Myeloid Neoplasms with Germline RUNX1 Mutation
RUNX1 encodes a master regulator of haematopoiesis highly expressed in haematopoietic stem cells. Located on the long arm of chromosome 21, it comprises three major isoforms, expressed differentially throughout haematopoietic differentiation (1A and 1B) or just at the time of stem cell emergence (1C). All isoforms carry a runt-homology domain (RHD), whereas a transactivation domain (TAD) containing activating and inhibitory domains is present only in isoforms 1B and 1C. This DNA-binding subunit forms a heterodimer with its partner CBFβ to activate transcription of a variety of key target genes involved in haematopoietic differentiation, cell cycle regulation and ribosome biogenesis [35]. One of the most common subtypes of AML with a relatively favourable prognosis results from the t (8; 21) translocation, causing fusion of the RUNX1 DNA binding domain to the RUNX1T1 (ETO) protein and blockade of haematopoietic differentiation. RUNX1 is involved in a host of other chromosomal translocations, including some responsible for therapy-related MDS and acute lymphoblastic leukaemia (ALL). RUNX1 was amongst the first genes to be identified in association with familial myeloid malignancy [36]. In contrast to the majority of the genes defining known Hereditary Myeloid Malignancy Syndromes (HMMS), somatic mutations in RUNX1 are commonly seen in sporadic myeloid malignancies with poor prognosis, including 10% of MDS cases, posing a particular diagnostic and clinical challenge for the identification and management of germline RUNX1 variants [37].
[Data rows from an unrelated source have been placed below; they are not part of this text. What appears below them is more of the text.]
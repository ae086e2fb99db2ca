// tests/api.rs
mod common;

use axum::body::{to_bytes, Body};
use axum::http::{Request, StatusCode};
use axum::Router;
use serde_json::{json, Value};
use tower::ServiceExt;
use uuid::Uuid;

use common::{
    controller, setup_db, wait_terminal, GatedGenerator, StubGenerator, TestDb, MEASUREMENT,
};
use quizgen::api::{router, ApiState, ADMIN_ID_HEADER};
use quizgen::generation::{GenerationController, QuestionGenerator};
use std::sync::Arc;

fn app(db: &TestDb, generator: Arc<dyn QuestionGenerator>) -> (Router, GenerationController) {
    let ctl = controller(db, generator);
    (
        router(ApiState {
            controller: ctl.clone(),
        }),
        ctl,
    )
}

async fn call(app: &Router, req: Request<Body>) -> (StatusCode, Value) {
    let res = app.clone().oneshot(req).await.unwrap();
    let status = res.status();
    let bytes = to_bytes(res.into_body(), usize::MAX).await.unwrap();
    let body = serde_json::from_slice(&bytes).unwrap_or(Value::Null);
    (status, body)
}

fn get(uri: &str) -> Request<Body> {
    Request::builder().uri(uri).body(Body::empty()).unwrap()
}

fn post_json(uri: &str, body: Value) -> Request<Body> {
    Request::builder()
        .method("POST")
        .uri(uri)
        .header("content-type", "application/json")
        .header(ADMIN_ID_HEADER, "17")
        .body(Body::from(body.to_string()))
        .unwrap()
}

#[tokio::test]
async fn start_then_conflict_then_cancel() {
    let db = setup_db().await;
    let gate = GatedGenerator::new();
    let (app, ctl) = app(&db, gate.clone());

    let (status, body) = call(
        &app,
        post_json("/api/generation/start", json!({ "count": 50 })),
    )
    .await;
    assert_eq!(status, StatusCode::OK);
    let job_id: Uuid = body["job_id"].as_str().unwrap().parse().unwrap();
    let total: u64 = body["distribution"]
        .as_array()
        .unwrap()
        .iter()
        .map(|a| a["quota"].as_u64().unwrap())
        .sum();
    assert_eq!(total, 50);

    let (status, body) = call(
        &app,
        post_json("/api/generation/start", json!({ "count": 5 })),
    )
    .await;
    assert_eq!(status, StatusCode::CONFLICT);
    assert_eq!(body["reason"], "already_running");
    assert_eq!(body["job_id"], job_id.to_string());

    let (status, body) = call(&app, get("/api/generation/active")).await;
    assert_eq!(status, StatusCode::OK);
    assert_eq!(body["running"], true);
    assert_eq!(body["job_id"], job_id.to_string());
    assert_eq!(body["created_by"], 17);

    let (status, body) = call(
        &app,
        post_json(&format!("/api/generation/{job_id}/cancel"), json!({})),
    )
    .await;
    assert_eq!(status, StatusCode::OK);
    assert_eq!(body["cancelled"], true);

    gate.close();
    wait_terminal(&ctl, job_id).await;

    let (status, body) = call(&app, get(&format!("/api/generation/progress/{job_id}"))).await;
    assert_eq!(status, StatusCode::OK);
    assert_eq!(body["status"], "cancelled");
    assert_eq!(body["running"], false);
    assert_eq!(body["requested_count"], 50);

    let (status, body) = call(
        &app,
        post_json(&format!("/api/generation/{job_id}/cancel"), json!({})),
    )
    .await;
    assert_eq!(status, StatusCode::CONFLICT);
    assert_eq!(body["reason"], "already_terminal");
    assert_eq!(body["status"], "cancelled");

    let (_, body) = call(&app, get("/api/generation/active")).await;
    assert_eq!(body, json!({ "running": false }));
}

#[tokio::test]
async fn invalid_start_is_a_400_with_reason() {
    let db = setup_db().await;
    let (app, _) = app(&db, StubGenerator::always_ok());

    for (payload, reason) in [
        (json!({ "count": 0 }), "count_out_of_range"),
        (json!({ "count": 501 }), "count_out_of_range"),
        (json!({ "count": 10, "selected_areas": [] }), "empty_areas"),
        (json!({ "count": 10, "selected_areas": ["Ethics", "Tarot"] }), "unknown_area"),
    ] {
        let (status, body) = call(&app, post_json("/api/generation/start", payload)).await;
        assert_eq!(status, StatusCode::BAD_REQUEST);
        assert_eq!(body["reason"], reason);
        assert!(body["error"].as_str().is_some());
    }

    let (_, body) = call(&app, get("/api/generation/history")).await;
    assert_eq!(body["items"].as_array().unwrap().len(), 0);
}

#[tokio::test]
async fn unknown_job_and_idle_cancel_are_404() {
    let db = setup_db().await;
    let (app, _) = app(&db, StubGenerator::always_ok());

    let (status, body) = call(
        &app,
        get(&format!("/api/generation/progress/{}", Uuid::new_v4())),
    )
    .await;
    assert_eq!(status, StatusCode::NOT_FOUND);
    assert_eq!(body["reason"], "not_found");

    let (status, body) = call(&app, post_json("/api/generation/cancel", json!({}))).await;
    assert_eq!(status, StatusCode::NOT_FOUND);
    assert_eq!(body["reason"], "no_active_job");
}

#[tokio::test]
async fn read_only_endpoints() {
    let db = setup_db().await;
    let (app, ctl) = app(&db, StubGenerator::always_ok());

    let (status, body) = call(&app, get("/api/generation/preview?count=100")).await;
    assert_eq!(status, StatusCode::OK);
    assert_eq!(body["cost_estimate"]["with_dedup"], 10.0);
    assert_eq!(body["cost_estimate"]["without_dedup"], 9.0);

    let (status, body) = call(
        &app,
        get("/api/generation/preview?count=20&areas=Ethics&areas=Experimental%20Design"),
    )
    .await;
    assert_eq!(status, StatusCode::OK);
    assert_eq!(body["distribution"][0]["area"], "Ethics");
    assert_eq!(body["distribution"][0]["quota"], 13);
    assert_eq!(body["distribution"][1]["quota"], 7);

    let (status, body) = call(&app, get("/api/generation/preview?areas=Ethics")).await;
    assert_eq!(status, StatusCode::BAD_REQUEST);
    assert_eq!(body["reason"], "malformed_query");

    let (status, body) = call(&app, get("/api/generation/preview?count=900")).await;
    assert_eq!(status, StatusCode::BAD_REQUEST);
    assert_eq!(body["reason"], "count_out_of_range");

    let (status, body) = call(&app, get("/api/generation/config")).await;
    assert_eq!(status, StatusCode::OK);
    assert_eq!(body["count_max"], 500);
    assert_eq!(body["area_weights"].as_object().unwrap().len(), 9);

    let (status, body) = call(&app, get("/api/generation/pool-stats")).await;
    assert_eq!(status, StatusCode::OK);
    assert_eq!(body["health"], "empty");

    let handle = ctl
        .submit(
            quizgen::generation::GenerationRequest {
                count: 3,
                ..Default::default()
            },
            0,
        )
        .await
        .unwrap();
    wait_terminal(&ctl, handle.job_id).await;

    let (_, body) = call(&app, get("/api/generation/history?limit=500")).await;
    let items = body["items"].as_array().unwrap();
    assert_eq!(items.len(), 1);
    assert_eq!(items[0]["status"], "completed");
    assert_eq!(items[0]["total_generated"], 3);
    assert!(items[0]["elapsed_seconds"].as_i64().unwrap() >= 0);
    let areas = items[0]["areas"].as_array().unwrap();
    assert_eq!(areas.len(), 9);
    let done: i64 = areas.iter().map(|a| a["done"].as_i64().unwrap()).sum();
    assert_eq!(done, 3);
    assert!(areas
        .iter()
        .filter(|a| a["target"].as_i64().unwrap() > 0)
        .all(|a| a["status"] == "complete"));

    let (_, body) = call(&app, get("/api/generation/pool-stats")).await;
    assert_eq!(body["total_questions"], 3);

    let res = app.clone().oneshot(get("/health")).await.unwrap();
    assert_eq!(res.status(), StatusCode::OK);

    let res = app.clone().oneshot(get("/")).await.unwrap();
    assert_eq!(res.status(), StatusCode::OK);
}

#[tokio::test]
async fn preview_keeps_area_names_that_contain_commas() {
    let db = setup_db().await;
    let (app, _) = app(&db, StubGenerator::always_ok());

    let (status, body) = call(
        &app,
        get("/api/generation/preview?count=10&areas=Measurement%2C%20Data%20Display%2C%20and%20Interpretation"),
    )
    .await;
    assert_eq!(status, StatusCode::OK);
    let distribution = body["distribution"].as_array().unwrap();
    assert_eq!(distribution.len(), 1);
    assert_eq!(distribution[0]["area"], MEASUREMENT);
    assert_eq!(distribution[0]["quota"], 10);

    let (status, body) = call(
        &app,
        get("/api/generation/preview?count=10&areas=Ethics&areas=Measurement%2C%20Data%20Display%2C%20and%20Interpretation"),
    )
    .await;
    assert_eq!(status, StatusCode::OK);
    let areas: Vec<&str> = body["distribution"]
        .as_array()
        .unwrap()
        .iter()
        .map(|a| a["area"].as_str().unwrap())
        .collect();
    assert_eq!(areas, vec!["Ethics", MEASUREMENT]);
}

#[tokio::test]
async fn start_with_comma_area_tracks_it_per_area() {
    let db = setup_db().await;
    let (app, ctl) = app(&db, StubGenerator::always_ok());

    let (status, body) = call(
        &app,
        post_json(
            "/api/generation/start",
            json!({ "count": 4, "selected_areas": [MEASUREMENT] }),
        ),
    )
    .await;
    assert_eq!(status, StatusCode::OK);
    let job_id: Uuid = body["job_id"].as_str().unwrap().parse().unwrap();
    wait_terminal(&ctl, job_id).await;

    let (_, body) = call(&app, get(&format!("/api/generation/progress/{job_id}"))).await;
    assert_eq!(body["selected_areas"], json!([MEASUREMENT]));
    assert_eq!(
        body["areas"],
        json!([{ "area": MEASUREMENT, "weight": 0.12, "target": 4, "done": 4, "status": "complete" }])
    );
}

#[tokio::test]
async fn undecodable_start_body_is_a_json_400() {
    let db = setup_db().await;
    let (app, _) = app(&db, StubGenerator::always_ok());

    for payload in [
        json!({ "count": "fifty" }),
        json!({}),
        json!({ "count": 10.5 }),
        json!({ "count": 10, "selected_areas": "Ethics" }),
    ] {
        let (status, body) = call(&app, post_json("/api/generation/start", payload.clone())).await;
        assert_eq!(status, StatusCode::BAD_REQUEST, "payload {payload}");
        assert_eq!(body["reason"], "malformed_body");
        assert!(!body["error"].as_str().unwrap().is_empty());
    }

    let req = Request::builder()
        .method("POST")
        .uri("/api/generation/start")
        .header("content-type", "application/json")
        .body(Body::from("{not json"))
        .unwrap();
    let (status, body) = call(&app, req).await;
    assert_eq!(status, StatusCode::BAD_REQUEST);
    assert_eq!(body["reason"], "malformed_body");

    let (_, body) = call(&app, get("/api/generation/history")).await;
    assert_eq!(body["items"].as_array().unwrap().len(), 0);
}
Familial platelet disorder with predisposition to myeloid malignancy (FPD-MM) is a rare autosomal dominant condition presenting with thrombocytopenia, abnormal platelet function and preserved platelet size. Eczema, psoriasis and arthritis are prominent in some families [38]. Affected family members may lack a bleeding tendency and present later in life. Opportunities for diagnosis from blood counts and platelet function testing, which raise the possibility of germline carriage, may not be available in childhood or young adulthood. However, genetic anticipation is also reported. Two-thirds of samples from asymptomatic young RUNX1 carriers demonstrate clonal haematopoiesis at high variant allele frequencies, resulting in a lifetime risk of 44% for the development of myeloid malignancy [30,39]. The average age at onset is 29 years; however, the age range spans a full lifespan, and includes a predilection for other leukaemias, including T-ALL, CMML and hairy cell leukaemia [40]. The majority of germline mutations cluster in the RHD and transactivation (TAD) domains, with unique mutations seen in each family pedigree. The range of variants seen, from missense and nonsense variants with dominant-negative effects, to deletions and frameshift mutations causing haploinsufficiency, result in considerable phenotypic heterogeneity [35].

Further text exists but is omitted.